Friday, February 29, 2008

Rare Occurrences

today is february 29 -- in ian's words, a perfect day to do something i only want to celebrate every four years. i'm not sure what that might be, but i'll be sure to keep my eyes open the rest of the day for something fitting! (i missed the beautiful total lunar eclipse earlier this month... i'm sick of letting opportunities pass me by!)

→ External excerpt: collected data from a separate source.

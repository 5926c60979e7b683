//! Error types shared by livegate crates.

use std::io;
use std::time::Duration;
use thiserror::Error;

/// Result alias used throughout the livegate libraries.
pub type LivegateResult<T> = Result<T, LivegateError>;

/// Top-level error for workflows, configuration and system integrations.
#[derive(Debug, Error)]
pub enum LivegateError {
    #[error("I/O error: {0}")]
    Io(#[from] io::Error),

    #[error("invalid configuration: {0}")]
    InvalidConfig(String),

    #[error("failed to parse configuration: {0}")]
    ConfigParse(#[from] toml::de::Error),

    #[error("failed to serialise configuration: {0}")]
    ConfigSerialize(#[from] toml::ser::Error),

    #[error("manager service error: {0}")]
    Manager(String),

    #[error("manager service unreachable after {attempts} attempts")]
    ManagerUnavailable { attempts: u32 },

    #[error("device error: {0}")]
    Device(String),

    #[error("session environment error: {0}")]
    Environment(String),

    #[error(transparent)]
    Job(#[from] JobError),

    #[error("unlock not allowed: {0}")]
    UnlockNotAllowed(String),

    #[error("{0}")]
    InvalidParameter(String),

    #[error("admin operation failed: {0}")]
    Admin(String),
}

/// Structured failure value produced by a job.
#[derive(Debug, Clone, PartialEq, Eq, Error)]
pub enum JobError {
    /// The work unit returned an error.
    #[error("{0}")]
    Failed(String),

    /// The work unit panicked; the panic was contained on its worker thread.
    #[error("job panicked: {0}")]
    Panicked(String),

    /// The job did not finish before the configured deadline. Its outcome is
    /// unknown: the worker keeps running detached.
    #[error("job `{job}` still running after {after:?}; outcome unknown")]
    TimedOut { job: String, after: Duration },

    /// The worker vanished without reporting an outcome.
    #[error("job worker exited without reporting an outcome")]
    Disconnected,

    /// The worker thread could not be started.
    #[error("failed to start job worker: {0}")]
    Spawn(String),
}

impl From<LivegateError> for JobError {
    fn from(err: LivegateError) -> Self {
        match err {
            LivegateError::Job(inner) => inner,
            other => JobError::Failed(other.to_string()),
        }
    }
}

in the meantime, it is worth mentioning that i spent most of this morning intensely stimulated by another most unusual experience: i sat in on a harvard business school class on corporate strategy. (yes, this is how i choose to spend my free time... bite me!) now, i understand that 80 minutes of class discussion on organizational and personal competitor analysis, payoff matrices, first-mover advantage, NPVs, pricing, and M&As could be terribly boring, especially if you haven't read the case beforehand or have no interest in british satellite tv penetration and media wars... but i understood most of it even with my bare-bones understanding of business strategy -- and i was even able to anticipate questions and make some sound decisions in my head as i listened. seriously, i enjoyed the punchy analysis, the professor's commentary and jokes, and the class dynamic (laughter! engaged participation! applause for prospies from the class of 2010! applause for the former microsoft employee who served as ad hoc tech support! applause for me, the class visitor! even applause for the "first yogurt analogy of the term"!) immensely.

maybe i should put aside my secret MBA and really apply to b-school. i'm sure i'd at least be able to write interview-worthy essays -- and hey, if things worked out, i'd get a terminal degree faster than the one i'm due from the program in which i'm currently enrolled ;-)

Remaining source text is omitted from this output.